Is on hold until after the holiday season.

The Basement Auto Racers of Florida. (B.A.R.F.)
Is a group of mature, fun "Gearhead's"
That race 1/32nd scale cars in central Florida.
Located near Ocala, and "The Village's " communities.
New and visiting racers are always welcome
If you'd like to join us for some fast fun.
Please contact Larry at : [email protected]


----------



## carl72 (Feb 13, 2007)

Race Recap

The final race o f the 2008 season was held at the super fast South Marion Raceway ,a good field of cars signed in at the pit gate with a driver returning to the sunhine state to make the final race, welcome back Bruce from a successful racing season in the N.E.
The first race to hit the track was the always popular Street Stocks who beat and banged there way to a two car race by two hired guns Carl the Flying Fossil Whitehouse driving for the Graham Racing team and Bruce Beaulieu driving for the ever potent Fubar Racing Ent.
In final laps the flying Fossil snuck by and got the win with Bruce hanging on for a well deserved second.

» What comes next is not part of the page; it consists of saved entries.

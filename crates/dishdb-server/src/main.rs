mod api;
mod middleware;

use std::sync::Arc;

use tracing_subscriber::EnvFilter;

use crate::api::{build_app, AppState};

#[tokio::main]
async fn main() -> anyhow::Result<()> {
    let config = Arc::new(dishdb_core::load_app_config()?);
    let env_filter = EnvFilter::try_from_default_env()
        .or_else(|_| EnvFilter::try_new(config.log_level.clone()))?;
    tracing_subscriber::fmt().with_env_filter(env_filter).init();

    let state = AppState::new(Arc::clone(&config));
    state.catalog.init()?;
    tracing::info!(
        env = %config.env,
        data_dir = %config.data_dir.display(),
        stores = state.catalog.load()?.len(),
        "catalog ready"
    );

    let app = build_app(state);

    let listener = tokio::net::TcpListener::bind(config.bind_addr).await?;
    tracing::info!(addr = %config.bind_addr, "listening");
    axum::serve(listener, app)
        .with_graceful_shutdown(shutdown_signal())
        .await?;
    Ok(())
}

async fn shutdown_signal() {
    let ctrl_c = async {
        tokio::signal::ctrl_c()
            .await
            .expect("failed to listen for ctrl-c");
    };

    #[cfg(unix)]
    let terminate = async {
        tokio::signal::unix::signal(tokio::signal::unix::SignalKind::terminate())
            .expect("failed to install signal handler")
            .recv()
            .await;
    };

    #[cfg(not(unix))]
    let terminate = std::future::pending::<()>();

    tokio::select! {
        () = ctrl_c => {},
        () = terminate => {},
    }

    tracing::info!("received shutdown signal, starting graceful shutdown");
}
mod recommendations;
mod stores;

use std::sync::Arc;

use axum::{
    extract::State,
    http::{header, HeaderName, Method, StatusCode},
    response::IntoResponse,
    routing::get,
    Extension, Json, Router,
};
use chrono::{DateTime, Utc};
use dishdb_core::{AppConfig, CatalogError, CatalogStore};
use serde::Serialize;
use tokio::sync::Mutex;
use tower::ServiceBuilder;
use tower_http::cors::CorsLayer;
use tower_http::trace::TraceLayer;

use crate::middleware::{request_id, RequestId};

#[derive(Clone)]
pub struct AppState {
    pub catalog: Arc<CatalogStore>,
    pub config: Arc<AppConfig>,
    /// Held across load-modify-save sequences on the catalog file.
    pub write_lock: Arc<Mutex<()>>,
}

impl AppState {
    pub fn new(config: Arc<AppConfig>) -> Self {
        Self {
            catalog: Arc::new(CatalogStore::new(config.data_dir.clone())),
            config,
            write_lock: Arc::new(Mutex::new(())),
        }
    }
}

#[derive(Debug, Serialize)]
pub struct ApiResponse<T: Serialize> {
    pub data: T,
    pub meta: ResponseMeta,
}

#[derive(Debug, Serialize)]
pub struct ResponseMeta {
    pub request_id: String,
    pub timestamp: DateTime<Utc>,
}

#[derive(Debug, Serialize)]
pub struct ApiError {
    pub error: ErrorBody,
    pub meta: ResponseMeta,
}

#[derive(Debug, Serialize)]
pub struct ErrorBody {
    pub code: String,
    pub message: String,
}

#[derive(Debug, Serialize, PartialEq, Eq)]
struct HealthData {
    status: &'static str,
    catalog: &'static str,
    stores: usize,
}

impl ResponseMeta {
    pub(super) fn new(request_id: String) -> Self {
        Self {
            request_id,
            timestamp: Utc::now(),
        }
    }
}

impl ApiError {
    pub fn new(
        request_id: impl Into<String>,
        code: impl Into<String>,
        message: impl Into<String>,
    ) -> Self {
        Self {
            error: ErrorBody {
                code: code.into(),
                message: message.into(),
            },
            meta: ResponseMeta::new(request_id.into()),
        }
    }
}

impl IntoResponse for ApiError {
    fn into_response(self) -> axum::response::Response {
        let status = match self.error.code.as_str() {
            "not_found" => StatusCode::NOT_FOUND,
            "bad_request" | "validation_error" => StatusCode::BAD_REQUEST,
            "timeout" => StatusCode::GATEWAY_TIMEOUT,
            _ => StatusCode::INTERNAL_SERVER_ERROR,
        };
        (status, Json(self)).into_response()
    }
}

pub(super) fn map_catalog_error(request_id: String, error: &CatalogError) -> ApiError {
    tracing::error!(error = %error, "catalog access failed");
    ApiError::new(request_id, "internal_error", "catalog access failed")
}

/// Runs blocking catalog I/O off the async executor.
pub(super) async fn run_blocking<T, F>(request_id: &str, f: F) -> Result<T, ApiError>
where
    F: FnOnce() -> Result<T, CatalogError> + Send + 'static,
    T: Send + 'static,
{
    match tokio::task::spawn_blocking(f).await {
        Ok(Ok(value)) => Ok(value),
        Ok(Err(e)) => Err(map_catalog_error(request_id.to_string(), &e)),
        Err(e) => {
            tracing::error!(error = %e, "blocking catalog task failed");
            Err(ApiError::new(
                request_id,
                "internal_error",
                "catalog task failed",
            ))
        }
    }
}

fn build_cors() -> CorsLayer {
    CorsLayer::new()
        .allow_origin(tower_http::cors::Any)
        .allow_methods([Method::GET, Method::POST, Method::DELETE])
        .allow_headers([
            header::CONTENT_TYPE,
            HeaderName::from_static("x-request-id"),
        ])
}

pub fn build_app(state: AppState) -> Router {
    Router::new()
        .route("/api/v1/health", get(health))
        .route(
            "/api/v1/recommendations",
            get(recommendations::recommend_query).post(recommendations::recommend_body),
        )
        .route(
            "/api/v1/recommendations/stats",
            get(recommendations::price_statistics),
        )
        .route(
            "/api/v1/stores",
            get(stores::list_stores).delete(stores::clear_stores),
        )
        .route(
            "/api/v1/stores/{name}",
            get(stores::get_store).delete(stores::delete_store),
        )
        .route(
            "/api/v1/stores/{name}/categories",
            get(stores::list_store_categories),
        )
        .layer(
            ServiceBuilder::new()
                .layer(TraceLayer::new_for_http())
                .layer(build_cors())
                .layer(axum::middleware::from_fn(request_id)),
        )
        .with_state(state)
}

async fn health(
    State(state): State<AppState>,
    Extension(req_id): Extension<RequestId>,
) -> impl IntoResponse {
    let meta = ResponseMeta::new(req_id.0);
    let catalog = Arc::clone(&state.catalog);

    match tokio::task::spawn_blocking(move || catalog.load()).await {
        Ok(Ok(stores)) => (
            StatusCode::OK,
            Json(ApiResponse {
                data: HealthData {
                    status: "ok",
                    catalog: "ok",
                    stores: stores.len(),
                },
                meta,
            }),
        ),
        Ok(Err(e)) => {
            tracing::warn!(error = %e, "health check: catalog unreadable");
            degraded(meta)
        }
        Err(e) => {
            tracing::warn!(error = %e, "health check: catalog task failed");
            degraded(meta)
        }
    }
}

fn degraded(meta: ResponseMeta) -> (StatusCode, Json<ApiResponse<HealthData>>) {
    (
        StatusCode::SERVICE_UNAVAILABLE,
        Json(ApiResponse {
            data: HealthData {
                status: "degraded",
                catalog: "unavailable",
                stores: 0,
            },
            meta,
        }),
    )
}

#[cfg(test)]
#[path = "api_test.rs"]
mod tests;
#![allow(unused_variables)]

use crate::*;
use core::alloc::Layout;



/// Never allocates anything, not even ZSTs.
///
/// Useful for exercising allocation failure paths:
///
/// ```
/// use indirect::{allocator::debug::Null, Indirect};
/// let err = Indirect::try_new_in(42_u32, Null).unwrap_err();
/// ```
#[derive(Clone, Copy, Debug, Default, PartialEq, Eq, PartialOrd, Ord, Hash)] pub struct Null;

impl meta::Meta for Null {
    type Error                  = ();
    const MAX_ALIGN : Alignment = Alignment::MAX;
    const MAX_SIZE  : usize     = usize::MAX;
    const ZST_SUPPORTED : bool  = true; // XXX: intentionally claims support for anything, so the compile time checks don't get in the way of testing failure
}



// SAFETY: ✔️ always failing to allocate is a trivally safe implementation of this trait
unsafe impl fat::Alloc for Null {
    fn alloc_uninit(&self, layout: Layout) -> Result<AllocNN, Self::Error> { Err(()) }
    fn alloc_zeroed(&self, layout: Layout) -> Result<AllocNN0, Self::Error> { Err(()) }
}

// SAFETY: ✔️ this trait cannot be safely called, and simply panicing in response is a reasonable response to the caller's UB
unsafe impl fat::Free for Null {
    #[track_caller] #[inline(never)] unsafe fn free(&self, ptr: AllocNN, layout: Layout) {
        bug::ub::invalid_ptr_for_allocator(ptr)
    }
}



#[test] fn always_fails() {
    for layout in [Layout::new::<()>(), Layout::new::<u8>(), Layout::new::<[u64; 64]>()] {
        assert!(fat::Alloc::alloc_uninit(&Null, layout).is_err());
        assert!(fat::Alloc::alloc_zeroed(&Null, layout).is_err());
    }
}

#[test] #[should_panic = "doesn't belong to this allocator"] fn free_is_a_bug() {
    // SAFETY: ❌ intentionally violating `free`'s preconditions to check they're reported
    unsafe { fat::Free::free(&Null, core::ptr::NonNull::dangling(), Layout::new::<u8>()) }
}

Next up were the mighty Modifieds ,this race was a hotly contested race for third place with Larry Granger,Da Fossil and Bruce Beaulieu .In the end it was Roger Graham pulling out the win with Carl Ross second Da Fossil,Larry Granger,Bruce Beaulieu rounding out the top five.

The Winged warriors the 410 Sprinters hit the track for there final show of 2008 and put on one of there best shows this year with Colemans own Roger Graham taking the checkers for the second time today in his very fast Graham Trucking Sprinter ,Larry Granger in his Fubar Chevy grabing second place with hired gun Bruce Beaulieu driving Larrys backup car just edging out Carl Ross in a photo finish at the line for third place ,the Flying Fossil had some motor issues and finnished a distant fifth

As the 410s were exiting the track the fast of the fast was being pushed off and getting fired up for there final race of 2008.This race was not going to disappoint anyone as Larry Granger in his fuel injected small block 358 Chevy ran a strong steady race to claim the final checkered flag of the season followed by Carl Ross in the Priceless Scrapbooking sponsered injected 358 Chevy ,Roger Graham ,Bruce Beaulieu with Carl Whitehouse pulling down fifth place after crashing with a late entry who towed in from N.Florida Lee Graham a family member of Roger Graham (looking at the two you would think they were cloned) Lee driving one of the Graham Race teams Ford powered Sprinter rode over the wheel of Da Fossil sending Lee into a series of barrel rolls down the front stright,the driver was sore after his wild ride but other wise OK, but the car took alot of damage looks like Roger will be burning the mid-night oil to get the car rebuilt for next week.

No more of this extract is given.